3.2.2.3. Les procédés d’optimisation des résultats

Nous venons d’évoquer un certain nombre de biais possibles au niveau de l’élaboration des questionnaires et du travail des enquêteurs. Mais il ne faut pas oublier non plus que les enquêtés, de façon consciente ou inconsciente – et indépendamment de la formulation des questions ou de l’attitude de l’intervieweur – peuvent se tromper, ’mentir’, faire sciemment de fausses déclarations pour ne pas afficher ouvertement des choix politiques généralement considérés comme ’extrémistes’. Certains, à l’inverse, peuvent délibérément affirmer des intentions de vote ou des opinions hétérodoxes par jeu, par provocation, ou pour montrer leur mécontentement, sans que cela ait nécessairement une portée réelle. Ce n’est pas, par exemple, parce que l’on déclare telle ou telle intention de vote que l’on va nécessairement aller voter le jour de l’élection.

C’est ainsi que l’on a pu constater empiriquement, pendant de nombreuses années, une sous-représentation, dans les résultats des sondages préélectoraux , des électeurs du Parti Communiste, et plus récemment, du Front National. A l’inverse, les grands partis de gouvernement (Parti Socialiste, UDF, RPR) ont plutôt tendance à être sur-représentés. Les instituts de sondage ont donc imaginé diverses techniques pour prendre en compte ces distorsions et améliorer la fiabilité des résultats.

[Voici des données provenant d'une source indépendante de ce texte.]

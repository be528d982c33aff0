//! HTTP API response DTOs.

use serde::{Deserialize, Serialize};

use crate::domain::QuizStatus;

/// `GET /api/status`
#[derive(Debug, Clone, PartialEq, Eq, Serialize, Deserialize)]
#[serde(rename_all = "camelCase")]
pub struct ServerStatusDto {
    pub status: String,
    pub total_rooms: usize,
    /// Connections bound to a room
    pub total_users: usize,
    /// Open WebSocket connections
    pub total_connections: usize,
    /// RFC 3339
    pub timestamp: String,
}

/// `GET /api/rooms/{code}`
#[derive(Debug, Clone, PartialEq, Eq, Serialize, Deserialize)]
#[serde(rename_all = "camelCase")]
pub struct RoomInfoDto {
    pub code: String,
    pub total_players: usize,
    pub players: Vec<String>,
    pub status: QuizStatus,
    pub current_index: i64,
    pub question_started_at: Option<i64>,
    pub time_limit_seconds: Option<u32>,
    /// RFC 3339
    pub created_at: String,
}
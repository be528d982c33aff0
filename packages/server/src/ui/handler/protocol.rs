//! Session protocol handler.
//!
//! テキストフレーム 1 つを検証してユースケースに振り分ける。拒否された要求には送信者に
//! だけエラーイベントを返し、共有状態には触れない。参加系 (`join-room` / `get-room-data`)
//! の失敗は `join-error`、それ以外は `error` で返す。ただし `get-room-data` で
//! ルームが見つからない場合は `error`。

use crate::{
    domain::ConnectionId,
    infrastructure::dto::{
        conversion::DecodeError,
        websocket::{ClientMessage, Envelope, ServerMessage},
    },
    ui::state::AppState,
    usecase::SessionError,
};

/// Handle one inbound text frame from `identity`.
pub async fn handle_text_message(state: &AppState, identity: &ConnectionId, text: &str) {
    let envelope: Envelope = match serde_json::from_str(text) {
        Ok(envelope) => envelope,
        Err(e) => {
            let error = rejection(DecodeError::Malformed(e.to_string()));
            reply_error(state, identity, "", &error).await;
            return;
        }
    };
    let kind = envelope.kind.clone();
    tracing::debug!("Received [{}] from '{}'", kind, identity);

    let result = match ClientMessage::try_from(envelope) {
        Ok(message) => dispatch(state, identity, message).await,
        Err(e) => Err(rejection(e)),
    };
    if let Err(error) = result {
        reply_error(state, identity, &kind, &error).await;
    }
}

async fn dispatch(
    state: &AppState,
    identity: &ConnectionId,
    message: ClientMessage,
) -> Result<(), SessionError> {
    match message {
        ClientMessage::CreateRoom { display_name } => state
            .create_room_usecase
            .execute(identity, display_name)
            .await
            .map(|_| ()),
        ClientMessage::JoinRoom {
            room_code,
            display_name,
        } => {
            state
                .join_room_usecase
                .join(identity, &room_code, display_name)
                .await
        }
        ClientMessage::GetRoomData {
            room_code,
            display_name,
        } => {
            state
                .join_room_usecase
                .get_room_data(identity, &room_code, display_name)
                .await
        }
        ClientMessage::SendChat { room_code, text } => {
            state
                .send_chat_usecase
                .execute(identity, &room_code, text)
                .await
        }
        ClientMessage::StartQuiz {
            room_code,
            questions,
        } => state
            .start_quiz_usecase
            .execute(identity, &room_code, questions)
            .await
            .map(|_| ()),
        ClientMessage::SubmitAnswer {
            room_code,
            selected_index,
            question_number,
        } => {
            state
                .submit_answer_usecase
                .execute(identity, &room_code, selected_index, question_number)
                .await
        }
        ClientMessage::GetMyReview { room_code } => {
            state.review_usecase.execute(identity, &room_code).await
        }
        ClientMessage::Ping => {
            state.connection_usecase.pong(identity).await;
            Ok(())
        }
    }
}

fn rejection(error: DecodeError) -> SessionError {
    match error {
        DecodeError::Invalid(e) => e.into(),
        other => SessionError::Validation(other.to_string()),
    }
}

async fn reply_error(state: &AppState, identity: &ConnectionId, kind: &str, error: &SessionError) {
    tracing::warn!("Rejected [{}] from '{}': {}", kind, identity, error);
    let message = error.to_string();
    let reply = match (kind, error) {
        // An unknown room on get-room-data is a plain error, not a refused join
        ("get-room-data", SessionError::NotFound(_)) => ServerMessage::Error { message },
        ("join-room" | "get-room-data", _) => ServerMessage::JoinError { message },
        _ => ServerMessage::Error { message },
    };
    state.broadcaster.send_to(identity, &reply).await;
}
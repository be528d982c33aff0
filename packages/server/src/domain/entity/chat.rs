//! Chat message entity.

use crate::domain::value_object::{ChatText, DisplayName, Timestamp};

#[derive(Debug, Clone, PartialEq, Eq)]
pub struct ChatMessage {
    pub display_name: DisplayName,
    pub text: ChatText,
    pub sent_at: Timestamp,
}

impl ChatMessage {
    pub fn new(display_name: DisplayName, text: ChatText, sent_at: Timestamp) -> Self {
        Self {
            display_name,
            text,
            sent_at,
        }
    }
}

La première de ces techniques consiste à opérer des redressements des résultats bruts des enquêtes, c’est-à-dire à corriger les chiffres obtenus par les enquêteurs en prenant en compte les réponses des interviewés à propos de leurs votes lors d’élections précédentes. C’est ainsi, par exemple, que pour les élections régionales de Mars 1998, le Front National avait bénéficié d’un redressement de coefficient 2 parce que 7% des sondés reconnaissaient avoir voté pour Le Pen aux élections présidentielles de 1995, alors que son score réel avait été de 15%. Du coup, les instituts de sondage avaient annoncé un score de 15% pour le Front National, alors que les intentions de vote brutes en sa faveur n’étaient que de 7%. (Pour mémoire, le Front National a effectivement réalisé 15,3% des suffrages exprimés lors des élections régionales de 1998). Evidemment, les ’redressements’ ne sont pas toujours aussi importants, ni forcément à la hausse. Ainsi, lors de la même élection régionale de 1998, l’extrême gauche, dont les intentions de vote brutes étaient de 7,2% a subi une correction à la baisse, puisqu’elle n’a été créditée que de 4%, les résultats réels étant de 4,2%. La ’gauche plurielle’, pour sa part, avait vu ses intentions de vote brutes légèrement minorées, de 42,3% à 41%, les résultats réels n’ayant été finalement que de 36,6% 587. Mais cette méthode introduit elle-même de nouveaux biais. Elle suppose en effet que les interviewés ne reconstruisent pas leur vote a posteriori, ce qui n’est pas prouvé, certains instituts de sondage en conviennent d’ailleurs eux-mêmes. Ainsi Pierre Giacometti, de l’IPSOS, déclarait-il peu après les élections régionales de 1998: ’Dans les enquêtes préélectorales, nous faisons le pari que les électeurs reconstituent correctement leur itinéraire électoral. Or, ce pari est risqué’ 588 . Au surplus, cette méthode est évidemment inapplicable pour mesurer l’impact électoral de forces politiques nouvelles dans la mesure où par définition, il n’existe pas de référence antérieure.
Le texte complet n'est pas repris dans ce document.